In These Times & Workday Magazine -When Trump moved to make an example of Chicago, sending federal immigration authorities to the city on Sunday, Chicago’s immigrant rights community was braced for it. The city’s vast networks of workers’ centers, unions, and community organizations have spent months preparing, disbursing flyers and cards, and sending the message to residents: Don’t talk to ICE. The two-hour training at Arise Chicago’s offices yesterday night was the organization’s sixth in-house training that month, and just one of numerous actions taking place across the city to defend immigrant residents.
It’s one thing to know, intellectually, how to handle ICE, and another to have the muscle memory, so that you follow the plan in a stressful situation. To that end, Jorge Mújica, strategic campaigns organizer, did some boisterous role playing, in which he banged on the door and marched into the room pretending to be ICE. “Where are you from?” he shouted as he pointed at attendees, many of whom laughed at his lively presentation. Moises Zavala, workplace justice campaigns organizer for Arise Chicago, advised attendees to go home and practice with their families: “After dinner, do role playing: ‘What’s your name, where are you from, what’s your address?” (The answer, as always, was: Don’t talk to ICE.)…
At the Arise Chicago office in the West Town neighborhood, the mood was not one of defeat; all of the people who spoke with In These Times and Workday Magazine wanted to underscore that their community is trying to fight fear with preparation and organization. “Obviously there is nervousness,” Klein said, as Arise Chicago members ambled into the office and greeted friends with smiles and hugs. “But we don’t see our community being paralyzed.”

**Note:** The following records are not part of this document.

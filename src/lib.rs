//! Tally - a terminal personal finance tracker
//!
//! This library provides the pieces behind the `tally` binary: a form for
//! recording income and expense transactions, a manager for the per-type
//! category lists, and the ratatui dashboard that ties them together.
//!
//! # Architecture
//!
//! The crate is organized into the following modules:
//!
//! - `config`: Configuration and path management
//! - `error`: Custom error types
//! - `logging`: `tracing` subscriber setup
//! - `models`: Core data models (transactions, money, category map)
//! - `display`: Plain-text formatting for CLI output
//! - `cli`: Non-interactive command handlers
//! - `tui`: The interactive terminal interface
//!
//! # Example
//!
//! ```rust,ignore
//! use tally::config::{paths::TallyPaths, settings::Settings};
//!
//! let paths = TallyPaths::new()?;
//! let settings = Settings::load_or_create(&paths)?;
//! ```

pub mod cli;
pub mod config;
pub mod display;
pub mod error;
pub mod logging;
pub mod models;
pub mod tui;

pub use error::TallyError;
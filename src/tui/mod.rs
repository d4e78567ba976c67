//! Terminal User Interface module
//!
//! A ratatui front end with two views: the category manager and the list of
//! transactions recorded this session, plus the transaction entry dialog.

pub mod app;
pub mod event;
pub mod handler;
pub mod terminal;

// Views
pub mod views;

// Widgets
pub mod widgets;

// Dialogs
pub mod dialogs;

// Layout
pub mod layout;

pub use app::App;
pub use terminal::run_tui;
//! Core data models for Tally
//!
//! Transactions, their amounts and ids, and the category map.

pub mod category;
pub mod ids;
pub mod money;
pub mod transaction;

pub use category::CategoryMap;
pub use ids::TransactionId;
pub use money::Money;
pub use transaction::{Transaction, TransactionType};
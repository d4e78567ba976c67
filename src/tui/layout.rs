//! Layout definitions for the TUI
//!
//! The screen is a tab bar on top, the active view in the middle and a one
//! line status bar at the bottom.

use ratatui::layout::{Constraint, Direction, Layout, Rect};

/// Layout regions for the TUI
pub struct AppLayout {
    /// View tabs
    pub tabs: Rect,
    /// Main content area
    pub main: Rect,
    /// Status bar at the bottom
    pub status_bar: Rect,
}

impl AppLayout {
    /// Calculate layout from available area
    pub fn new(area: Rect) -> Self {
        let chunks = Layout::default()
            .direction(Direction::Vertical)
            .constraints([
                Constraint::Length(3), // Tabs
                Constraint::Min(5),    // Main area
                Constraint::Length(1), // Status bar
            ])
            .split(area);

        Self {
            tabs: chunks[0],
            main: chunks[1],
            status_bar: chunks[2],
        }
    }
}

/// Layout for the category manager view
pub struct CategoryLayout {
    /// Type selector and new-category input
    pub toolbar: Rect,
    /// Category list
    pub list: Rect,
}

impl CategoryLayout {
    pub fn new(area: Rect) -> Self {
        let chunks = Layout::default()
            .direction(Direction::Vertical)
            .constraints([Constraint::Length(4), Constraint::Min(3)])
            .split(area);

        Self {
            toolbar: chunks[0],
            list: chunks[1],
        }
    }
}

/// Create a centered rect for dialogs
pub fn centered_rect(percent_x: u16, percent_y: u16, r: Rect) -> Rect {
    let popup_layout = Layout::default()
        .direction(Direction::Vertical)
        .constraints([
            Constraint::Percentage((100 - percent_y) / 2),
            Constraint::Percentage(percent_y),
            Constraint::Percentage((100 - percent_y) / 2),
        ])
        .split(r);

    Layout::default()
        .direction(Direction::Horizontal)
        .constraints([
            Constraint::Percentage((100 - percent_x) / 2),
            Constraint::Percentage(percent_x),
            Constraint::Percentage((100 - percent_x) / 2),
        ])
        .split(popup_layout[1])[1]
}

/// Create a fixed-size centered rect for dialogs
pub fn centered_rect_fixed(width: u16, height: u16, r: Rect) -> Rect {
    let x = r.x + (r.width.saturating_sub(width)) / 2;
    let y = r.y + (r.height.saturating_sub(height)) / 2;
    Rect::new(x, y, width.min(r.width), height.min(r.height))
}

/// Top-right corner rect for toast notifications
pub fn notification_rect(width: u16, height: u16, r: Rect) -> Rect {
    let width = width.min(r.width);
    let height = height.min(r.height);
    Rect::new(r.x + r.width - width, r.y, width, height)
}

#[cfg(test)]
mod tests {
    use super::*;

    #[test]
    fn test_fixed_rect_is_centered_and_clamped() {
        let area = Rect::new(0, 0, 100, 40);
        let rect = centered_rect_fixed(50, 10, area);
        assert_eq!(rect, Rect::new(25, 15, 50, 10));

        let small = centered_rect_fixed(200, 80, area);
        assert_eq!(small, Rect::new(0, 0, 100, 40));
    }

    #[test]
    fn test_notification_rect_in_corner() {
        let area = Rect::new(0, 0, 100, 40);
        assert_eq!(notification_rect(30, 4, area), Rect::new(70, 0, 30, 4));
    }
}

…. On January 25, four Chicago-based organizations filed a lawsuit in federal court, charging that the Trump administration’s immigration crackdown in Chicago is a bid to crush the sanctuary movement and violates activists’ First Amendment rights. Antonio Gutierrez is an organizer with Organized Communities Against Deportations, one of the groups that filed the lawsuit. “We urge other groups to potentially think about similar lawsuits in their own cities,” Gutierrez says.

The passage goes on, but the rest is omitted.